What Do School Psychologists Do?
- What is a School Psychologists and what do they do?
- School psychologists have specialized training in both psychology and education. They use their training and skills to team with educators, parents, and other mental health professionals to ensure that every child learns in a safe, healthy and supportive environment. School psychologists understand school systems, effective teaching and successful learning. Today's children face more challenges than ever before. School psychologists can provide solutions for tomorrow's problems through thoughtful and positive actions today.
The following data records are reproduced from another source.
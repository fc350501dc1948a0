//! BoardView: maps a `core::BoardSnapshot` into a terminal framebuffer.
//!
//! This module is pure (no I/O). It can be unit-tested.
//!
//! Framing works like a camera fitted to the board: the grid plus a margin of
//! `border_size` cells on every side must fit the viewport both horizontally
//! and vertically, so the tighter of the two fits decides the cell scale. Cells
//! are twice as wide as they are tall to compensate for terminal glyphs.

use crate::core::{BoardSnapshot, Presenter};
use crate::fb::{CellStyle, FrameBuffer, Rgb};
use crate::types::{CellLayout, Coord, PieceColor, DEFAULT_BORDER_SIZE};

/// Terminal viewport dimensions.
#[derive(Debug, Clone, Copy, PartialEq, Eq)]
pub struct Viewport {
    pub width: u16,
    pub height: u16,
}

impl Viewport {
    pub fn new(width: u16, height: u16) -> Self {
        Self { width, height }
    }
}

/// Rows kept free under the board for the status line.
const STATUS_ROWS: u16 = 1;

const TILE_BG: Rgb = Rgb::new(30, 30, 40);
const SCREEN_BG: Rgb = Rgb::new(0, 0, 0);

/// A terminal renderer for the match-3 board.
#[derive(Debug, Clone, Copy)]
pub struct BoardView {
    /// Margin around the grid, in cells.
    border_size: u16,
    /// How strongly a highlight tints the tile background, in [0, 1].
    highlight_strength: f32,
}

impl Default for BoardView {
    fn default() -> Self {
        Self {
            border_size: DEFAULT_BORDER_SIZE,
            highlight_strength: 0.45,
        }
    }
}

impl BoardView {
    pub fn new(border_size: u16) -> Self {
        Self {
            border_size,
            ..Self::default()
        }
    }

    pub fn border_size(&self) -> u16 {
        self.border_size
    }

    /// Fit a `grid_width` x `grid_height` board into the viewport.
    ///
    /// The scale never drops below one row per cell; on a viewport too small
    /// for that the board is clipped rather than collapsed.
    pub fn layout(&self, grid_width: i32, grid_height: i32, viewport: Viewport) -> CellLayout {
        let gw = u16::try_from(grid_width.max(0)).unwrap_or(u16::MAX);
        let gh = u16::try_from(grid_height.max(0)).unwrap_or(u16::MAX);
        let span_w = gw.saturating_add(self.border_size.saturating_mul(2)).max(1);
        let span_h = gh.saturating_add(self.border_size.saturating_mul(2)).max(1);

        let avail_h = viewport.height.saturating_sub(STATUS_ROWS);
        let fit_w = viewport.width / span_w.saturating_mul(2);
        let fit_h = avail_h / span_h;
        let scale = fit_w.min(fit_h).max(1);

        let cell_w = scale * 2;
        let cell_h = scale;
        let board_w = gw.saturating_mul(cell_w);
        let board_h = gh.saturating_mul(cell_h);

        CellLayout {
            origin_x: viewport.width.saturating_sub(board_w) / 2,
            origin_y: avail_h.saturating_sub(board_h) / 2,
            cell_w,
            cell_h,
            grid_width: gw,
            grid_height: gh,
        }
    }

    /// Render a frame into an existing framebuffer and return the layout used,
    /// so the caller can hit-test pointer events against it.
    pub fn render_into(
        &self,
        snap: &BoardSnapshot,
        viewport: Viewport,
        fb: &mut FrameBuffer,
    ) -> CellLayout {
        fb.resize(viewport.width, viewport.height);
        fb.clear();

        let layout = self.layout(snap.width, snap.height, viewport);
        let board_w = layout.grid_width.saturating_mul(layout.cell_w);
        let board_h = layout.grid_height.saturating_mul(layout.cell_h);

        let tile = CellStyle {
            fg: Rgb::new(90, 90, 100),
            bg: TILE_BG,
            bold: false,
        };
        fb.fill_rect(layout.origin_x, layout.origin_y, board_w, board_h, ' ', tile);
        for y in 0..snap.height {
            for x in 0..snap.width {
                if let Some((px, py)) = layout.cell_origin(Coord::new(x, y)) {
                    let (cx, cy) = glyph_pos(layout, px, py);
                    fb.put_char(cx, cy, '·', tile);
                }
            }
        }

        if layout.origin_x > 0 && layout.origin_y > 0 {
            let border = CellStyle {
                fg: Rgb::new(200, 200, 200),
                bg: SCREEN_BG,
                bold: false,
            };
            draw_border(
                fb,
                layout.origin_x - 1,
                layout.origin_y - 1,
                board_w.saturating_add(2),
                board_h.saturating_add(2),
                border,
            );
        }

        let mut painter = FramePainter {
            fb: &mut *fb,
            layout,
            strength: self.highlight_strength,
        };
        snap.present(&mut painter);

        if let Some(cell) = snap.selected {
            self.draw_marker(fb, layout, cell, Rgb::new(255, 255, 255));
        }
        if let Some(cell) = snap.target {
            self.draw_marker(fb, layout, cell, Rgb::new(150, 150, 150));
        }

        self.draw_status(fb, snap, layout, viewport);
        layout
    }

    /// Convenience helper that allocates a new framebuffer.
    pub fn render(&self, snap: &BoardSnapshot, viewport: Viewport) -> (FrameBuffer, CellLayout) {
        let mut fb = FrameBuffer::new(viewport.width, viewport.height);
        let layout = self.render_into(snap, viewport, &mut fb);
        (fb, layout)
    }

    /// Bracket the cell with `[` `]` in its left and right columns.
    fn draw_marker(&self, fb: &mut FrameBuffer, layout: CellLayout, cell: Coord, fg: Rgb) {
        let Some((px, py)) = layout.cell_origin(cell) else {
            return;
        };
        let row = py.saturating_add(layout.cell_h / 2);
        let right = px.saturating_add(layout.cell_w - 1);
        for (x, ch) in [(px, '['), (right, ']')] {
            let bg = fb.get(x, row).map(|c| c.style.bg).unwrap_or(TILE_BG);
            fb.put_char(
                x,
                row,
                ch,
                CellStyle {
                    fg,
                    bg,
                    bold: true,
                },
            );
        }
    }

    fn draw_status(
        &self,
        fb: &mut FrameBuffer,
        snap: &BoardSnapshot,
        layout: CellLayout,
        viewport: Viewport,
    ) {
        let Some(y) = viewport.height.checked_sub(1) else {
            return;
        };
        let label = CellStyle {
            fg: Rgb::new(220, 220, 220),
            bg: SCREEN_BG,
            bold: true,
        };
        let value = CellStyle {
            bold: false,
            ..label
        };

        let head = format!("SWAPS {}", snap.swaps);
        fb.put_str(layout.origin_x, y, &head, label);
        if let Some(status) = snap.status.as_deref().filter(|s| !s.is_empty()) {
            let x = layout.origin_x.saturating_add(head.chars().count() as u16 + 2);
            fb.put_str(x, y, status, value);
        }
    }
}

/// Presenter backed by a framebuffer and a fixed layout for one frame.
pub struct FramePainter<'a> {
    fb: &'a mut FrameBuffer,
    layout: CellLayout,
    strength: f32,
}

impl<'a> FramePainter<'a> {
    pub fn new(fb: &'a mut FrameBuffer, layout: CellLayout) -> Self {
        Self {
            fb,
            layout,
            strength: BoardView::default().highlight_strength,
        }
    }

    /// Terminal position for a fractional grid position, rounded to the
    /// nearest character cell.
    fn project(&self, x: f32, y: f32) -> Option<(u16, u16)> {
        let l = self.layout;
        let col = l.origin_x as f32 + x * l.cell_w as f32;
        let from_top = l.grid_height as f32 - 1.0 - y;
        let row = l.origin_y as f32 + from_top * l.cell_h as f32;
        let max_col = l.origin_x as f32 + l.grid_width as f32 * l.cell_w as f32;
        let max_row = l.origin_y as f32 + l.grid_height as f32 * l.cell_h as f32;
        if col < l.origin_x as f32 - 0.5 || row < l.origin_y as f32 - 0.5 {
            return None;
        }
        if col >= max_col || row >= max_row {
            return None;
        }
        // Float to int casts saturate, so columns past u16::MAX clip off-screen.
        Some((col.round().max(0.0) as u16, row.round().max(0.0) as u16))
    }
}

impl Presenter for FramePainter<'_> {
    fn render_piece_at(&mut self, color: PieceColor, x: f32, y: f32) {
        let Some((px, py)) = self.project(x, y) else {
            return;
        };
        let (cx, cy) = glyph_pos(self.layout, px, py);
        let bg = self.fb.get(cx, cy).map(|c| c.style.bg).unwrap_or(TILE_BG);
        let style = CellStyle {
            fg: Rgb::of_piece(color),
            bg,
            bold: true,
        };
        let glyph = if color.is_wild() { '✦' } else { '●' };
        self.fb.put_char(cx, cy, glyph, style);
    }

    fn set_cell_highlight(&mut self, cell: Coord, color: Option<PieceColor>) {
        let Some((px, py)) = self.layout.cell_origin(cell) else {
            return;
        };
        let bg = match color {
            Some(c) => TILE_BG.mix(Rgb::of_piece(c), self.strength),
            None => TILE_BG,
        };
        self.fb
            .tint_rect(px, py, self.layout.cell_w, self.layout.cell_h, bg);
    }
}

/// Where a cell's glyph sits: middle row, left of center.
fn glyph_pos(layout: CellLayout, px: u16, py: u16) -> (u16, u16) {
    (
        px.saturating_add((layout.cell_w / 2).saturating_sub(1)),
        py.saturating_add(layout.cell_h / 2),
    )
}

fn draw_border(fb: &mut FrameBuffer, x: u16, y: u16, w: u16, h: u16, style: CellStyle) {
    if w < 2 || h < 2 {
        return;
    }
    let right = x.saturating_add(w - 1);
    let bottom = y.saturating_add(h - 1);

    fb.put_char(x, y, '┌', style);
    fb.put_char(right, y, '┐', style);
    fb.put_char(x, bottom, '└', style);
    fb.put_char(right, bottom, '┘', style);

    for dx in 1..w - 1 {
        fb.put_char(x.saturating_add(dx), y, '─', style);
        fb.put_char(x.saturating_add(dx), bottom, '─', style);
    }
    for dy in 1..h - 1 {
        fb.put_char(x, y.saturating_add(dy), '│', style);
        fb.put_char(right, y.saturating_add(dy), '│', style);
    }
}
- The training requirements to become a school psychologist are a minimum of 60 graduate semester hours including a year-long internship. This training emphasizes preparation in mental health, child development, school organization, learning, behavior and motivation. To work as a school psychologist, one must be certified and/or licensed by the state in which services are provided. School psychologists also may be nationally certified by the National School Psychology Certification Board (NSPCB).
School psychologists tailor their services to the particular needs of
each child and each situation. School psychologists use many different approaches,
but most provide these core services:
- Consultation: School Psychologists give healthy and effective alternatives to teachers, parents, and administrators about problems in learning and behavior; help others understand child development and how it affects learning and behavior; and strengthen working relationships between educators, parents and community services.
- Assessment - School Psychologists use a wide variety of techniques at an individual, group, and systems level to evaluate: academic skills, learning aptitudes, personality and emotional development social skills, learning environments and school climate, and eligibility for special education.
- Intervention: School Psychologists work face-to-face with children and families; help solve conflicts and problems in learning and adjustment; provide psychological counseling for children and families;provide social skills training, behavior management, and other strategies; and help families and schools deal with crises, such as separation and loss.
- Prevention: School Psychologists identify potential learning difficulties, design programs for children at risk of failure, provide parents and teachers with the skills to cope with disruptive behavior, help foster tolerance, understanding, and appreciation of diversity in the school community, and develop school-wide initiatives to make schools safer and more effective.
- Education: School Psychologists develop programs on topics such as: teaching and learning strategies, classroom management techniques, working with students who have disabilities or unusual talents, substance abuse, and crisis management.
- Research and Planning: School Psychologists evaluate the effectiveness of academic programs, behavior management systems, and other services, generate new knowledge about learning and behavior, and contribute to planning and evaluating school-wide reform and restructuring.
- Heath Care Provision: School Psychologists collaborate with school and community-based personnel to provide a comprehensive model of school-linked health services, work with children and families to provide integrated community services focusing on psychosocial wellness and health-related issues, and developing partnerships with parents and teachers to create healthy school environments.